Baskı altında yaşayan hemen her ülkede, iktidarlar yönetme kabiliyetlerini yitirdikçe ilk önlem olarak “basın özgürlüğü” üzerinde fazla mesai yapmaya başlarlar.

Bizim makûs talihli güzel ülkemizde de böylesi dönemler sıklıkla uygulanageldi. En bilinenleri askeri darbelerin “parlak” yıllarında hayata geçirildi.

Darbe yapan askerler ilk demeçlerinde “en kısa sürede” derlerdi:

-Demokrasiye geçireceğiz!

Dediklerini de yaparlardı… Aradan bunca yıl geçtikten sonra görüyoruz ve anlıyoruz ki, “demokrasi aktivitesi” bakımından hiçbir askeri cunta AKP kadar başarılı olamamıştı.

İktidarda yirminci yılını sürmekte olan AKP’nin son hamlesi “Dezenformasyon Yasası” ile kendilerinden başka bir ses çıkmasını önlemek.

Dezenformasyon ne demek?

“Dezenformasyon, hasmı rencide etmeyi, aşağılayıp küçük düşürmeyi amaçlayan, karşı propaganda ile benzerlik taşır. Sahte belge, el yazısı, foto montaj, fabrikasyon istihbarat ve dedikoduların duyurulması gibi yöntemleri bulunur.”

Bu türden pek çok çalışma(!) hayata geçirildi. Özellikle medyanın yüzde 95’i, emrinde olduğu iktidarın doğru olmayan bilgilerini yaymakta bir beis görmedi.

Hatta bu türden “dezenformasyon” çalışmaları görev olarak kendilerine tevdi edildi.

Bültenlerini, taşıdığı haber değerine göre değil, iktidarın nasıl karşılayacağına göre hazırlayan bu evlere şenlik medyanın hiçbir inandırıcılığı kalmadığını herkes biliyor.

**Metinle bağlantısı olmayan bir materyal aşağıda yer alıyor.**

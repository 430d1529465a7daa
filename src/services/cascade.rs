//! Cascading permission edits
//!
//! Setting access for a module applies the same value to every descendant, so a
//! revoked section cannot leave reachable children behind.

use std::collections::{BTreeMap, HashSet};

use crate::models::{AccessRow, CascadeOutcome, PermissionTable, Role, RoleKey};
use crate::utils::{AccessError, AccessResult};

/// Applies a single `(module, role, value)` edit to a module subtree
#[derive(Debug, Clone)]
pub struct CascadeEditor {
    logout_module_id: String,
}

impl CascadeEditor {
    pub fn new(logout_module_id: impl Into<String>) -> Self {
        Self {
            logout_module_id: logout_module_id.into(),
        }
    }

    /// Apply the edit to a copy of `table`
    ///
    /// Children are visited in module id order, so the changed id list is
    /// deterministic for a given table.
    pub fn apply(
        &self,
        table: &PermissionTable,
        module_id: &str,
        role: &RoleKey,
        has_access: bool,
    ) -> AccessResult<CascadeOutcome> {
        let role_name = match role {
            RoleKey::Admin => {
                return Err(AccessError::InvariantViolation(
                    "access for the admin role cannot be changed".to_string(),
                ))
            }
            RoleKey::Unauthenticated => {
                return Err(AccessError::InvariantViolation(
                    "access for unauthenticated requests cannot be changed".to_string(),
                ))
            }
            RoleKey::Named(name) => name.as_str(),
        };

        if module_id == self.logout_module_id {
            return Err(AccessError::InvariantViolation(format!(
                "module '{}' is always available to signed-in roles",
                module_id
            )));
        }

        let target = table
            .get(module_id)
            .ok_or_else(|| AccessError::NotFound(format!("module '{}'", module_id)))?;
        if !target.role_access.contains_key(role_name) {
            return Err(AccessError::NotFound(format!("role '{}'", role_name)));
        }

        let changed_module_ids = subtree(table, module_id);

        let mut edited = table.clone();
        for id in &changed_module_ids {
            if let Some(entry) = edited.get_mut(id) {
                entry.role_access.insert(role_name.to_string(), has_access);
            }
        }

        Ok(CascadeOutcome {
            table: edited,
            changed_module_ids,
            role: role_name.to_string(),
            has_access,
        })
    }

    /// Rows to persist for an outcome: every changed module for the edited role
    pub fn rows_for(outcome: &CascadeOutcome, roles: &[Role]) -> AccessResult<Vec<AccessRow>> {
        let role = roles
            .iter()
            .find(|r| r.name == outcome.role)
            .ok_or_else(|| AccessError::NotFound(format!("role '{}'", outcome.role)))?;

        Ok(outcome
            .changed_module_ids
            .iter()
            .map(|id| AccessRow::new(id.clone(), role.id, outcome.has_access))
            .collect())
    }
}

/// `root` followed by its descendants in depth-first pre-order
fn subtree(table: &PermissionTable, root: &str) -> Vec<String> {
    let mut children: BTreeMap<&str, Vec<&str>> = BTreeMap::new();
    for entry in table.iter() {
        if let Some(parent) = entry.parent_id.as_deref() {
            children.entry(parent).or_default().push(&entry.module_id);
        }
    }

    let mut order = Vec::new();
    let mut visited = HashSet::new();
    let mut stack = vec![root];
    while let Some(id) = stack.pop() {
        if !visited.insert(id) {
            continue;
        }
        order.push(id.to_string());
        if let Some(kids) = children.get(id) {
            // Reverse so the first child is popped first
            stack.extend(kids.iter().rev().copied());
        }
    }
    order
}
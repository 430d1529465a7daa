//! Module Access Library
//!
//! Role-based access control for the navigable modules of an application shell:
//! default access derived from the navigation tree, stored per-role overrides,
//! cascading edits over the module hierarchy and a role registry.

use std::sync::Arc;

pub mod api;
pub mod config;
pub mod db;
pub mod middleware;
pub mod models;
pub mod services;
pub mod utils;

pub use config::AppConfig;
pub use db::DbPool;
pub use middleware::AuthUser;
pub use services::{AccessService, RoleRegistry};

/// Application state shared across handlers
#[derive(Clone)]
pub struct AppState {
    /// Application configuration
    pub config: AppConfig,
    /// Database connection pool
    pub db: DbPool,
    /// Access engine
    pub access: Arc<AccessService>,
    /// Role registry
    pub roles: Arc<RoleRegistry>,
}
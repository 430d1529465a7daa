//! API integration tests
//!
//! Drives the router end to end against a temporary SQLite database.

use serde_json::{json, Value};

use crate::common::{ids, TestApp};

fn module<'a>(matrix: &'a Value, id: &str) -> &'a Value {
    matrix["modules"]
        .as_array()
        .unwrap()
        .iter()
        .find(|m| m["module_id"] == id)
        .unwrap_or_else(|| panic!("module {} missing from matrix", id))
}

#[tokio::test]
async fn test_health_endpoint_returns_ok() {
    let app = TestApp::new().await;
    let response = app.get("/api/v1/health").await;

    response.assert_ok();
    let json: Value = response.json();
    assert_eq!(json["status"], "healthy");
}

#[tokio::test]
async fn test_detailed_health_reports_merged_permissions() {
    let app = TestApp::new().await;
    let response = app.get("/api/v1/health/detailed").await;

    response.assert_ok();
    let json: Value = response.json();
    assert_eq!(json["components"]["database"]["status"], "healthy");
    assert_eq!(json["components"]["permissions"]["status"], "healthy");
}

#[tokio::test]
async fn test_readiness_probe() {
    let app = TestApp::new().await;
    app.get("/api/v1/health/ready").await.assert_ok();
}

#[tokio::test]
async fn test_matrix_requires_a_role() {
    let app = TestApp::new().await;
    app.get("/api/v1/permissions").await.assert_unauthorized();
}

#[tokio::test]
async fn test_matrix_forbidden_without_management_access() {
    let app = TestApp::new().await;
    app.get_as("/api/v1/permissions", "user")
        .await
        .assert_forbidden();
}

#[tokio::test]
async fn test_malformed_role_header_is_rejected() {
    let app = TestApp::new().await;
    app.get_as("/api/v1/health", "Not A Role")
        .await
        .assert_unauthorized();
}

#[tokio::test]
async fn test_admin_reads_matrix() {
    let app = TestApp::new().await;
    let response = app.get_as("/api/v1/permissions", "admin").await;

    response.assert_ok();
    let matrix: Value = response.json();
    assert_eq!(matrix["source"], "merged");

    let role_names: Vec<&str> = matrix["roles"]
        .as_array()
        .unwrap()
        .iter()
        .map(|r| r["name"].as_str().unwrap())
        .collect();
    assert_eq!(role_names, vec!["admin", "user"]);

    let dashboard = module(&matrix, "dashboard");
    assert_eq!(dashboard["parent_id"], "workspace");
    assert_eq!(dashboard["role_access"]["user"], true);
    assert_eq!(module(&matrix, "invoices")["role_access"]["user"], false);
    assert_eq!(module(&matrix, "admin-permissions")["role_access"]["admin"], true);

    let has_logout = matrix["modules"]
        .as_array()
        .unwrap()
        .iter()
        .any(|m| m["module_id"] == "account-logout");
    assert!(!has_logout);
}

#[tokio::test]
async fn test_check_own_role() {
    let app = TestApp::new().await;

    let response = app
        .get_as("/api/v1/permissions/check?module_id=dashboard", "user")
        .await;
    response.assert_ok();
    let json: Value = response.json();
    assert_eq!(json["role"], "user");
    assert_eq!(json["allowed"], true);

    let json: Value = app
        .get_as("/api/v1/permissions/check?module_id=invoices", "user")
        .await
        .json();
    assert_eq!(json["allowed"], false);

    let json: Value = app
        .get_as("/api/v1/permissions/check?module_id=account-logout", "user")
        .await
        .json();
    assert_eq!(json["allowed"], true);
}

#[tokio::test]
async fn test_check_without_session_is_denied() {
    let app = TestApp::new().await;
    let response = app.get("/api/v1/permissions/check?module_id=dashboard").await;

    response.assert_ok();
    let json: Value = response.json();
    assert_eq!(json["role"], "unauthenticated");
    assert_eq!(json["allowed"], false);
}

#[tokio::test]
async fn test_check_other_role_needs_management_access() {
    let app = TestApp::new().await;

    app.get_as("/api/v1/permissions/check?module_id=invoices&role=admin", "user")
        .await
        .assert_forbidden();
    app.get("/api/v1/permissions/check?module_id=invoices&role=user")
        .await
        .assert_unauthorized();

    let json: Value = app
        .get_as("/api/v1/permissions/check?module_id=invoices&role=user", "admin")
        .await
        .json();
    assert_eq!(json["allowed"], false);
}

#[tokio::test]
async fn test_new_role_picks_up_navigation_defaults() {
    let app = TestApp::new().await;
    let slug = app.create_role("Finance").await;
    assert_eq!(slug, "finance");

    let json: Value = app
        .get_as("/api/v1/permissions/check?module_id=payment-methods", "finance")
        .await
        .json();
    assert_eq!(json["allowed"], true);

    let matrix: Value = app.get_as("/api/v1/permissions", "admin").await.json();
    assert_eq!(module(&matrix, "invoices")["role_access"]["finance"], true);
    assert_eq!(module(&matrix, "projects-archive")["role_access"]["finance"], false);
}

#[tokio::test]
async fn test_edit_cascades_to_descendants() {
    let app = TestApp::new().await;
    let slug = app.create_role("Editor Team").await;
    assert_eq!(slug, "editor-team");

    let response = app
        .put_json_as(
            "/api/v1/permissions",
            json!({ "module_id": "workspace", "role": slug, "has_access": false }),
            "admin",
        )
        .await;
    response.assert_ok();

    let json: Value = response.json();
    assert_eq!(
        json["changed_module_ids"],
        json!(["workspace", "dashboard", "projects", "projects-archive"])
    );
    assert_eq!(
        module(&json["matrix"], "projects")["role_access"]["editor-team"],
        false
    );
    assert_eq!(
        module(&json["matrix"], "projects")["role_access"]["user"],
        true
    );

    let check: Value = app
        .get_as("/api/v1/permissions/check?module_id=dashboard", "editor-team")
        .await
        .json();
    assert_eq!(check["allowed"], false);

    let check: Value = app
        .get_as("/api/v1/permissions/check?module_id=account-profile", "editor-team")
        .await
        .json();
    assert_eq!(check["allowed"], true);
}

#[tokio::test]
async fn test_edit_requires_management_access() {
    let app = TestApp::new().await;
    let body = json!({ "module_id": "dashboard", "role": "user", "has_access": false });

    app.put_json("/api/v1/permissions", body.clone())
        .await
        .assert_unauthorized();
    app.put_json_as("/api/v1/permissions", body, "user")
        .await
        .assert_forbidden();
}

#[tokio::test]
async fn test_edit_rejects_fixed_cells() {
    let app = TestApp::new().await;

    for body in [
        json!({ "module_id": "dashboard", "role": "admin", "has_access": false }),
        json!({ "module_id": "dashboard", "role": "unauthenticated", "has_access": true }),
        json!({ "module_id": "account-logout", "role": "user", "has_access": false }),
    ] {
        app.put_json_as("/api/v1/permissions", body, "admin")
            .await
            .assert_bad_request();
    }
}

#[tokio::test]
async fn test_edit_unknown_module_or_role() {
    let app = TestApp::new().await;

    app.put_json_as(
        "/api/v1/permissions",
        json!({ "module_id": "nowhere", "role": "user", "has_access": true }),
        "admin",
    )
    .await
    .assert_not_found();

    app.put_json_as(
        "/api/v1/permissions",
        json!({ "module_id": "dashboard", "role": "ghost", "has_access": true }),
        "admin",
    )
    .await
    .assert_not_found();
}

#[tokio::test]
async fn test_reload_reports_source() {
    let app = TestApp::new().await;
    let response = app
        .post_json_as("/api/v1/permissions/reload", json!({}), "admin")
        .await;

    response.assert_ok();
    let json: Value = response.json();
    assert_eq!(json["source"], "merged");
    assert_eq!(json["applied"], 0);
}

#[tokio::test]
async fn test_role_slug_conflict() {
    let app = TestApp::new().await;
    let slug = app.create_role("Super Admin!!").await;
    assert_eq!(slug, "super-admin");

    app.post_json_as(
        "/api/v1/roles",
        json!({ "display_name": "super admin" }),
        "admin",
    )
    .await
    .assert_conflict();

    let roles: Vec<Value> = app.get_as("/api/v1/roles", "admin").await.json();
    assert_eq!(roles.len(), 3);
}

#[tokio::test]
async fn test_overlong_role_name_is_invalid() {
    let app = TestApp::new().await;
    app.post_json_as(
        "/api/v1/roles",
        json!({ "display_name": "x".repeat(150) }),
        "admin",
    )
    .await
    .assert_status(axum::http::StatusCode::UNPROCESSABLE_ENTITY);

    let roles: Vec<Value> = app.get_as("/api/v1/roles", "admin").await.json();
    assert_eq!(roles.len(), 2);
}

#[tokio::test]
async fn test_reserved_role_names_conflict() {
    let app = TestApp::new().await;

    for name in ["Admin", "Unauthenticated"] {
        app.post_json_as("/api/v1/roles", json!({ "display_name": name }), "admin")
            .await
            .assert_conflict();
    }
}

#[tokio::test]
async fn test_role_without_slug_characters_is_invalid() {
    let app = TestApp::new().await;
    app.post_json_as("/api/v1/roles", json!({ "display_name": "!!!" }), "admin")
        .await
        .assert_status(axum::http::StatusCode::UNPROCESSABLE_ENTITY);
}

#[tokio::test]
async fn test_system_roles_are_protected() {
    let app = TestApp::new().await;

    app.put_json_as(
        &format!("/api/v1/roles/{}", ids::admin_role()),
        json!({ "display_name": "Root" }),
        "admin",
    )
    .await
    .assert_forbidden();

    app.delete_as(&format!("/api/v1/roles/{}", ids::user_role()), "admin")
        .await
        .assert_forbidden();
}

#[tokio::test]
async fn test_role_lifecycle() {
    let app = TestApp::new().await;
    let response = app
        .post_json_as(
            "/api/v1/roles",
            json!({ "display_name": "Support", "description": "  First line  " }),
            "admin",
        )
        .await;
    response.assert_created();
    let role: Value = response.json();
    assert_eq!(role["description"], "First line");
    assert_eq!(role["is_system"], false);
    let uri = format!("/api/v1/roles/{}", role["id"].as_str().unwrap());

    let response = app
        .put_json_as(&uri, json!({ "display_name": "Customer Support" }), "admin")
        .await;
    response.assert_ok();
    let updated: Value = response.json();
    assert_eq!(updated["name"], "support");
    assert_eq!(updated["display_name"], "Customer Support");

    let roles: Vec<Value> = app.get_as("/api/v1/roles", "admin").await.json();
    assert_eq!(roles.len(), 3);

    app.delete_as(&uri, "admin")
        .await
        .assert_status(axum::http::StatusCode::NO_CONTENT);
    app.get_as(&uri, "admin").await.assert_not_found();

    let matrix: Value = app.get_as("/api/v1/permissions", "admin").await.json();
    assert!(module(&matrix, "dashboard")["role_access"]
        .get("support")
        .is_none());
}
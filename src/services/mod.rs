//! Business logic services
//!
//! Pure pieces (`FallbackResolver`, `PermissionMerger`, `CascadeEditor`) do no
//! I/O. `AccessService` and `RoleRegistry` sit on top of the stores.

pub mod cascade;
pub mod engine;
pub mod fallback;
pub mod merger;
pub mod role_registry;

pub use cascade::CascadeEditor;
pub use engine::AccessService;
pub use fallback::FallbackResolver;
pub use merger::PermissionMerger;
pub use role_registry::RoleRegistry;
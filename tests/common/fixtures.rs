//! Test fixtures for common test data

use module_access::models::{ModuleTree, SystemRole};
use uuid::Uuid;

/// Navigation tree shared by the integration tests
///
/// `workspace` and `account` are open, `billing` requires `finance` and the
/// permission management module is admin only.
pub const NAVIGATION_YAML: &str = r#"
sections:
  - id: workspace
    title: Workspace
    items:
      - id: dashboard
        label: Dashboard
      - id: projects
        label: Projects
        children:
          - id: projects-archive
            label: Archive
            required_roles: [editor]
  - id: billing
    title: Billing
    required_roles: [finance]
    items:
      - id: invoices
        label: Invoices
      - id: payment-methods
        label: Payment methods
  - id: admin
    title: Administration
    items:
      - id: admin-permissions
        label: Permissions
        required_roles: [admin]
  - id: account
    title: Account
    items:
      - id: account-profile
        label: Profile
      - id: account-logout
        label: Sign out
"#;

pub fn navigation_tree() -> ModuleTree {
    ModuleTree::from_yaml(NAVIGATION_YAML).expect("fixture navigation tree must parse")
}

/// Fixed ids of the seeded roles
pub mod ids {
    use super::*;

    pub fn admin_role() -> Uuid {
        SystemRole::Admin.uuid()
    }

    pub fn user_role() -> Uuid {
        SystemRole::User.uuid()
    }
}
//! Role management API endpoints
//!
//! Role changes alter the columns of the permission matrix, so every
//! successful write is followed by a reload of the access engine.

use axum::{
    extract::{Path, State},
    http::StatusCode,
    routing::get,
    Json, Router,
};
use tracing::warn;
use uuid::Uuid;

use crate::{
    models::{CreateRoleRequest, Role, UpdateRoleRequest},
    utils::AppResult,
    AppState,
};

/// Create routes for role management
pub fn routes() -> Router<AppState> {
    Router::new()
        .route("/", get(list_roles).post(create_role))
        .route("/{id}", get(get_role).put(update_role).delete(delete_role))
}

async fn refresh_access(state: &AppState) {
    if let Err(e) = state.access.reload().await {
        warn!(error = %e, "Permission reload after role change failed");
    }
}

/// List all roles
///
/// GET /api/v1/roles
async fn list_roles(State(state): State<AppState>) -> AppResult<Json<Vec<Role>>> {
    Ok(Json(state.roles.list().await?))
}

/// Get a role by ID
///
/// GET /api/v1/roles/{id}
async fn get_role(State(state): State<AppState>, Path(id): Path<Uuid>) -> AppResult<Json<Role>> {
    Ok(Json(state.roles.get(&id).await?))
}

/// Create a new role
///
/// POST /api/v1/roles
async fn create_role(
    State(state): State<AppState>,
    Json(payload): Json<CreateRoleRequest>,
) -> AppResult<(StatusCode, Json<Role>)> {
    let role = state.roles.create(payload).await?;
    refresh_access(&state).await;
    Ok((StatusCode::CREATED, Json(role)))
}

/// Update a role's display fields
///
/// PUT /api/v1/roles/{id}
async fn update_role(
    State(state): State<AppState>,
    Path(id): Path<Uuid>,
    Json(payload): Json<UpdateRoleRequest>,
) -> AppResult<Json<Role>> {
    let role = state.roles.update(&id, payload).await?;
    refresh_access(&state).await;
    Ok(Json(role))
}

/// Delete a role
///
/// DELETE /api/v1/roles/{id}
async fn delete_role(State(state): State<AppState>, Path(id): Path<Uuid>) -> AppResult<StatusCode> {
    state.roles.delete(&id).await?;
    refresh_access(&state).await;
    Ok(StatusCode::NO_CONTENT)
}
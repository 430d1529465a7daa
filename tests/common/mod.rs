//! Common test utilities and helpers
//!
//! Shared infrastructure for the integration tests:
//! - Navigation tree and role fixtures
//! - Test application with a temporary SQLite database

pub mod fixtures;
pub mod test_app;

pub use fixtures::*;
pub use test_app::*;
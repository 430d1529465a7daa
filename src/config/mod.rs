//! Configuration management
//!
//! YAML configuration with:
//! - Environment variable overrides
//! - Multiple configuration file locations
//! - Default values for all settings
//! - Access engine settings (navigation file, reserved modules, unknown-module policy)

use anyhow::{Context, Result};
use serde::{Deserialize, Serialize};
use std::path::PathBuf;
use std::time::Duration;

use crate::models::DEFAULT_LOGOUT_MODULE_ID;

/// Main application configuration
#[derive(Debug, Clone, Default, Deserialize, Serialize)]
pub struct AppConfig {
    #[serde(default)]
    pub server: ServerConfig,
    #[serde(default)]
    pub database: DatabaseConfig,
    #[serde(default)]
    pub logging: LoggingConfig,
    #[serde(default)]
    pub auth: AuthConfig,
    #[serde(default)]
    pub access: AccessConfig,
}

/// Server configuration
#[derive(Debug, Clone, Deserialize, Serialize)]
pub struct ServerConfig {
    #[serde(default = "default_host")]
    pub host: String,
    #[serde(default = "default_port")]
    pub port: u16,
    /// Allowed CORS origins; empty allows any origin
    #[serde(default)]
    pub cors_origins: Vec<String>,
}

impl Default for ServerConfig {
    fn default() -> Self {
        Self {
            host: default_host(),
            port: default_port(),
            cors_origins: Vec::new(),
        }
    }
}

fn default_host() -> String {
    "127.0.0.1".to_string()
}

fn default_port() -> u16 {
    5080
}

/// Database configuration
#[derive(Debug, Clone, Deserialize, Serialize)]
pub struct DatabaseConfig {
    #[serde(default = "default_database_url")]
    pub url: String,
    #[serde(default = "default_max_connections")]
    pub max_connections: u32,
    #[serde(default = "default_min_connections")]
    pub min_connections: u32,
    #[serde(default = "default_connect_timeout")]
    pub connect_timeout_secs: u64,
    #[serde(default = "default_idle_timeout")]
    pub idle_timeout_secs: u64,
}

impl Default for DatabaseConfig {
    fn default() -> Self {
        Self {
            url: default_database_url(),
            max_connections: default_max_connections(),
            min_connections: default_min_connections(),
            connect_timeout_secs: default_connect_timeout(),
            idle_timeout_secs: default_idle_timeout(),
        }
    }
}

fn default_database_url() -> String {
    "sqlite://./data/module-access.db?mode=rwc".to_string()
}

fn default_max_connections() -> u32 {
    10
}

fn default_min_connections() -> u32 {
    1
}

fn default_connect_timeout() -> u64 {
    30
}

fn default_idle_timeout() -> u64 {
    600
}

/// Logging configuration
#[derive(Debug, Clone, Deserialize, Serialize)]
pub struct LoggingConfig {
    #[serde(default = "default_log_level")]
    pub level: String,
    #[serde(default)]
    pub format: LogFormat,
    /// Log output target (console or file)
    #[serde(default)]
    pub target: LogTarget,
    /// Directory for log files (used when target is "file" or "both")
    #[serde(default = "default_log_dir")]
    pub log_dir: PathBuf,
    #[serde(default = "default_log_prefix")]
    pub log_prefix: String,
    #[serde(default = "default_log_rotation")]
    pub daily_rotation: bool,
}

impl Default for LoggingConfig {
    fn default() -> Self {
        Self {
            level: default_log_level(),
            format: LogFormat::default(),
            target: LogTarget::default(),
            log_dir: default_log_dir(),
            log_prefix: default_log_prefix(),
            daily_rotation: default_log_rotation(),
        }
    }
}

/// Log output target
#[derive(Debug, Clone, Deserialize, Serialize, Default, PartialEq)]
#[serde(rename_all = "lowercase")]
pub enum LogTarget {
    /// Log to console (stdout/stderr) - default for development
    #[default]
    Console,
    /// Log to file with optional rotation
    File,
    /// Log to both console and file
    Both,
}

#[derive(Debug, Clone, Deserialize, Serialize, Default, PartialEq)]
#[serde(rename_all = "lowercase")]
pub enum LogFormat {
    #[default]
    Pretty,
    Json,
    Compact,
}

fn default_log_level() -> String {
    "info".to_string()
}

fn default_log_dir() -> PathBuf {
    PathBuf::from("./logs")
}

fn default_log_prefix() -> String {
    "module-access".to_string()
}

fn default_log_rotation() -> bool {
    true
}

/// How callers are identified
///
/// Authentication happens upstream; this service only reads the role the
/// upstream layer resolved for the session.
#[derive(Debug, Clone, Deserialize, Serialize)]
pub struct AuthConfig {
    /// Trusted header carrying the caller's role slug
    #[serde(default = "default_role_header")]
    pub role_header: String,
}

impl Default for AuthConfig {
    fn default() -> Self {
        Self {
            role_header: default_role_header(),
        }
    }
}

fn default_role_header() -> String {
    "x-user-role".to_string()
}

/// Decision for modules known to neither the merged table nor the module tree
#[derive(Debug, Clone, Copy, Deserialize, Serialize, Default, PartialEq, Eq)]
#[serde(rename_all = "lowercase")]
pub enum UnknownModulePolicy {
    Allow,
    #[default]
    Deny,
}

/// Access engine configuration
#[derive(Debug, Clone, Deserialize, Serialize)]
pub struct AccessConfig {
    /// Navigation tree file (YAML); no file means an empty tree
    #[serde(default)]
    pub navigation_file: Option<PathBuf>,
    #[serde(default = "default_logout_module_id")]
    pub logout_module_id: String,
    /// Module guarding the permission and role management routes
    #[serde(default = "default_admin_module_id")]
    pub admin_module_id: String,
    #[serde(default)]
    pub unknown_module: UnknownModulePolicy,
    #[serde(default = "default_store_timeout")]
    pub store_timeout_secs: u64,
}

impl Default for AccessConfig {
    fn default() -> Self {
        Self {
            navigation_file: None,
            logout_module_id: default_logout_module_id(),
            admin_module_id: default_admin_module_id(),
            unknown_module: UnknownModulePolicy::default(),
            store_timeout_secs: default_store_timeout(),
        }
    }
}

impl AccessConfig {
    pub fn store_timeout(&self) -> Duration {
        Duration::from_secs(self.store_timeout_secs)
    }
}

fn default_logout_module_id() -> String {
    DEFAULT_LOGOUT_MODULE_ID.to_string()
}

fn default_admin_module_id() -> String {
    "admin-permissions".to_string()
}

fn default_store_timeout() -> u64 {
    10
}

impl AppConfig {
    /// Load configuration from file and environment variables
    ///
    /// Configuration is loaded in the following order (later overrides earlier):
    /// 1. Default values
    /// 2. Configuration file (YAML)
    /// 3. Environment variables (prefixed with MODULE_ACCESS_)
    pub fn load() -> Result<Self> {
        // Try to load .env file if it exists
        let _ = dotenvy::dotenv();

        let config_path = std::env::var("MODULE_ACCESS_CONFIG")
            .map(PathBuf::from)
            .ok()
            .or_else(Self::find_config_file);

        let mut config = match config_path {
            Some(ref path) if path.exists() => {
                eprintln!("[CONFIG] Loading configuration from: {:?}", path);
                Self::from_file(path)?
            }
            Some(ref path) => {
                eprintln!("[CONFIG] Config file not found: {:?}, using defaults", path);
                AppConfig::default()
            }
            None => {
                eprintln!("[CONFIG] No config file found, using defaults");
                AppConfig::default()
            }
        };

        config.apply_env_overrides();
        config.validate()?;

        Ok(config)
    }

    /// Parse a configuration file without applying overrides
    pub fn from_file(path: &PathBuf) -> Result<Self> {
        let contents = std::fs::read_to_string(path)
            .with_context(|| format!("Failed to read config file: {:?}", path))?;
        serde_norway::from_str(&contents)
            .with_context(|| format!("Failed to parse config file: {:?}", path))
    }

    /// Find the configuration file in standard locations
    fn find_config_file() -> Option<PathBuf> {
        let paths = [
            // Current directory
            PathBuf::from("config.yaml"),
            PathBuf::from("config/config.yaml"),
            // System config directory
            PathBuf::from("/etc/module-access/config.yaml"),
            // User config directory
            dirs::config_dir()
                .map(|p| p.join("module-access/config.yaml"))
                .unwrap_or_default(),
        ];

        paths.into_iter().find(|p| p.exists())
    }

    /// Apply environment variable overrides
    fn apply_env_overrides(&mut self) {
        if let Ok(host) = std::env::var("MODULE_ACCESS_HOST") {
            self.server.host = host;
        }
        if let Ok(port) = std::env::var("MODULE_ACCESS_PORT") {
            if let Ok(p) = port.parse() {
                self.server.port = p;
            }
        }

        if let Ok(url) = std::env::var("DATABASE_URL") {
            self.database.url = url;
        }

        if let Ok(level) = std::env::var("RUST_LOG") {
            self.logging.level = level;
        }
        if let Ok(format) = std::env::var("MODULE_ACCESS_LOG_FORMAT") {
            self.logging.format = match format.to_lowercase().as_str() {
                "json" => LogFormat::Json,
                "compact" => LogFormat::Compact,
                _ => LogFormat::Pretty,
            };
        }

        if let Ok(path) = std::env::var("MODULE_ACCESS_NAVIGATION") {
            self.access.navigation_file = Some(PathBuf::from(path));
        }
    }

    /// Validate configuration values
    pub fn validate(&self) -> Result<()> {
        if self.server.port == 0 {
            anyhow::bail!("Server port cannot be 0");
        }

        if self.database.url.is_empty() {
            anyhow::bail!("Database URL cannot be empty");
        }

        if self.auth.role_header.trim().is_empty() {
            anyhow::bail!("Role header name cannot be empty");
        }

        if self.access.logout_module_id.trim().is_empty() {
            anyhow::bail!("Logout module id cannot be empty");
        }
        if self.access.admin_module_id.trim().is_empty() {
            anyhow::bail!("Admin module id cannot be empty");
        }
        if self.access.admin_module_id == self.access.logout_module_id {
            anyhow::bail!(
                "Admin module id '{}' cannot be the logout module",
                self.access.admin_module_id
            );
        }
        if self.access.store_timeout_secs == 0 {
            anyhow::bail!("Store timeout must be at least 1 second");
        }

        if let Some(ref nav) = self.access.navigation_file {
            if !nav.exists() {
                tracing::warn!(
                    "Navigation file does not exist: {:?}. Only stored modules will be served.",
                    nav
                );
            }
        }

        Ok(())
    }
}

Bu yüzden de gazeteleri parasız dağıtıyorlar. Televizyon haberlerinde de izlenme oranları yerlerde sürünüyor.

Bu özel-güzel medyanın tek ölçütü var: Reis ne der?

Ülkenin büyük çoğunluğu gerçekleri az sayıdaki bağımsız medya kuruluşlarından ve onların sosyal medya hesaplarından öğreniyor.

Bağımsız televizyonlara yayın cezaları yağdırıyorlar. Gazetelere resmi ilan kesme yaptırımları uyguluyorlar. Bunların dışında da ağır para cezaları talep eden “hakaret davaları” açıyorlar. Eğer mahkemelerden ceza kararı çıkmazsa, hâkimlerin görev yerlerini anında değiştiriyorlar.

Bütün bu kuşatılmışlık altında, ülke iyi gibi görüntü verebiliyor mu?

Ne gezer?

Enflasyon -kendi indirimli hesaplarıyla bile- yüzde 83’ün üzerinde… Alanında uzman akademisyenlerin oluşturduğu Enflasyon Araştırma Grubu (ENAG) 12 aylık gerçek rakamın yüzde 186 olduğunu açıkladı.

İktidar kendi verdiği bilgilerin “doğru” kabul edilmesini istiyor. Gerçekleriyse “dezenformasyon” olarak cezalandırmayı arzuluyor.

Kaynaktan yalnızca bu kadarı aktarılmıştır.